"Zalewski przekroczył miarę. Popełnił bardzo ciężki błąd, a za takie błędy w polityce trzeba płacić" - Jarosław Kaczyński
- Moją znajomość z posłem Zalewskim uważam za zakończoną – powiedział śp. prezydent Lech Kaczyński po tym, jak wiceszef PiS ośmielił się skrytykować jego ulubienicę, minister spraw zagranicznych Annę Fotygę. Poszło o wywiad radiowy z lipca 2007 r., w którym Zalewski negatywnie ocenił przebieg posiedzenia sejmowej Komisji Spraw Zagranicznych, na którym Fotyga relacjonowała przebieg szczytu UE w Brukseli. Za te "wypowiedzi kwestionujące politykę zagraniczną państwa", Jarosław Kaczyński zawiesił Zalewskiego w prawach członka PiS.

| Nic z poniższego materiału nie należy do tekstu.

/// Section of an explicit template. Accepts both the camelCase keys the
/// editor emits and snake_case spellings.
#[derive(Debug, Clone, Default, PartialEq, Serialize, Deserialize)]
pub(crate) struct TemplateSection {
    #[serde(default, skip_serializing_if = "Option::is_none")]
    pub(crate) part: Option<String>,
    #[serde(default, skip_serializing_if = "Option::is_none")]
    pub(crate) title: Option<String>,
    #[serde(default, alias = "marksPerQ", deserialize_with = "lenient_f64", skip_serializing_if = "Option::is_none")]
    pub(crate) marks_per_q: Option<f64>,
    #[serde(default, skip_serializing_if = "Option::is_none")]
    pub(crate) count: Option<u32>,
    #[serde(default)]
    pub(crate) slots: Vec<TemplateSlot>,
}

#[derive(Debug, Clone, Default, PartialEq, Serialize, Deserialize)]
pub(crate) struct TemplateSlot {
    #[serde(default, skip_serializing_if = "Option::is_none")]
    pub(crate) id: Option<String>,
    #[serde(default, skip_serializing_if = "Option::is_none")]
    pub(crate) label: Option<String>,
    #[serde(
        default,
        rename = "displayLabel",
        alias = "display_label",
        skip_serializing_if = "Option::is_none"
    )]
    pub(crate) display_label: Option<String>,
    #[serde(default, deserialize_with = "lenient_f64", skip_serializing_if = "Option::is_none")]
    pub(crate) marks: Option<f64>,
    #[serde(default, rename = "type", skip_serializing_if = "Option::is_none")]
    pub(crate) kind: Option<String>,
    #[serde(default, skip_serializing_if = "Option::is_none")]
    pub(crate) unit: Option<String>,
    #[serde(default, rename = "hasSubQuestions", alias = "has_sub_questions")]
    pub(crate) has_sub_questions: bool,
    #[serde(default, rename = "subMarks", alias = "sub_marks", skip_serializing_if = "Option::is_none")]
    pub(crate) sub_marks: Option<Vec<f64>>,
    #[serde(default, rename = "qType", alias = "q_type", alias = "question_type", skip_serializing_if = "Option::is_none")]
    pub(crate) q_type: Option<String>,
    #[serde(default, skip_serializing_if = "Option::is_none")]
    pub(crate) bloom: Option<LevelSpec>,
    #[serde(default, alias = "co_id", skip_serializing_if = "Option::is_none")]
    pub(crate) co: Option<String>,
    #[serde(default, skip_serializing_if = "Vec::is_empty")]
    pub(crate) choices: Vec<TemplateChoice>,
}

#[derive(Debug, Clone, Default, PartialEq, Serialize, Deserialize)]
pub(crate) struct TemplateChoice {
    #[serde(default, skip_serializing_if = "Option::is_none")]
    pub(crate) label: Option<String>,
    #[serde(default, skip_serializing_if = "Option::is_none")]
    pub(crate) unit: Option<String>,
    #[serde(default, deserialize_with = "lenient_f64", skip_serializing_if = "Option::is_none")]
    pub(crate) marks: Option<f64>,
    #[serde(default, rename = "hasSubQuestions", alias = "has_sub_questions")]
    pub(crate) has_sub_questions: bool,
    #[serde(default, rename = "qType", alias = "q_type", skip_serializing_if = "Option::is_none")]
    pub(crate) q_type: Option<String>,
    #[serde(default, rename = "manualMarks", alias = "manual_marks", skip_serializing_if = "Option::is_none")]
    pub(crate) manual_marks: Option<Vec<f64>>,
}

pub(crate) fn parse_template(value: &serde_json::Value) -> Result<Vec<TemplateSection>, LayoutError> {
    serde_json::from_value(value.clone()).map_err(|err| LayoutError::Malformed(err.to_string()))
}

fn section_part(section: &TemplateSection) -> String {
    if let Some(part) = section.part.as_deref().map(str::trim).filter(|p| !p.is_empty()) {
        return part.to_ascii_uppercase();
    }
    let title = section.title.as_deref().unwrap_or_default().to_ascii_uppercase();
    if title.contains("PART A") {
        "A".to_string()
    } else if title.contains("PART B") {
        "B".to_string()
    } else {
        "C".to_string()
    }
}

fn unit_target(value: Option<&str>) -> UnitTarget {
    match value.map(str::trim).filter(|v| !v.is_empty()) {
        None => UnitTarget::Auto,
        Some(v) if v.eq_ignore_ascii_case("auto") => UnitTarget::Auto,
        Some(v) => UnitTarget::Unit(v.to_string()),
    }
}

/// Flattens explicit template sections into slots in document order.
pub(crate) fn expand_template(sections: &[TemplateSection]) -> Result<Vec<Slot>, LayoutError> {
    let mut slots = Vec::new();

    for section in sections {
        let part = section_part(section);
        for (idx, raw) in section.slots.iter().enumerate() {
            let marks = raw
                .marks
                .filter(|m| *m > 0.0)
                .or(section.marks_per_q.filter(|m| *m > 0.0))
                .ok_or_else(|| LayoutError::MissingMarks { part: part.clone(), slot: idx + 1 })?;

            let kind = match raw.kind.as_deref().map(str::trim) {
                Some(kind) if kind.eq_ignore_ascii_case("OR_GROUP") || kind.eq_ignore_ascii_case("OR") => {
                    SlotKind::OrGroup
                }
                _ => SlotKind::Single,
            };

            let choice = |n: usize| {
                raw.choices
                    .get(n)
                    .map(|c| ChoiceSpec { label: c.label.clone(), manual_marks: c.manual_marks.clone() })
                    .unwrap_or_default()
            };

            slots.push(Slot {
                id: raw.id.clone().filter(|id| !id.trim().is_empty()).unwrap_or_else(|| Uuid::new_v4().to_string()),
                label: raw.label.clone(),
                display_label: raw.display_label.clone(),
                part: part.clone(),
                kind,
                marks,
                unit: unit_target(raw.unit.as_deref()),
                type_filter: TypeFilter::parse(raw.q_type.as_deref()),
                bloom_filter: raw.bloom.as_ref().map(LevelSpec::to_filter).unwrap_or_default(),
                co_filter: raw.co.clone().filter(|co| !co.trim().is_empty()),
                has_sub_questions: raw.has_sub_questions,
                sub_marks: raw.sub_marks.clone(),
                choices: [choice(0), choice(1)],
            });
        }
    }

    if slots.is_empty() {
        return Err(LayoutError::Empty);
    }
    Ok(slots)
}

W obronie Zalewskiego stanął minister kultury Kazimierz M. Ujazdowski. W oświadczeniu napisał: „Apeluję o wycofanie wniosku o wszczęcie postępowania dyscyplinarnego w stosunku do Pawła Zalewskiego”. Ujazdowski uzasadniał, że „nawet w najtrudniejszych sprawach różnice stanowisk powinny być przedmiotem dyskusji i wewnętrznych procedur politycznych, nie zaś postępowania dyscyplinarnego”.
W październiku postępowanie przeciwko Zalewskiemu zostało zawieszone, a on wrócił na stanowisko wiceprezesa partii. Okazało się jednak, że na krótko, bo po tym, jak wraz z Dornem i Ujazdowskim napisał list do J.Kaczyńskiego, krytykujący sposób kierowania przez niego partią, 12 grudnia został wydalony z PiS. W efekcie poseł wylądował w PO, obecnie jest europarlamentarzystą tej partii.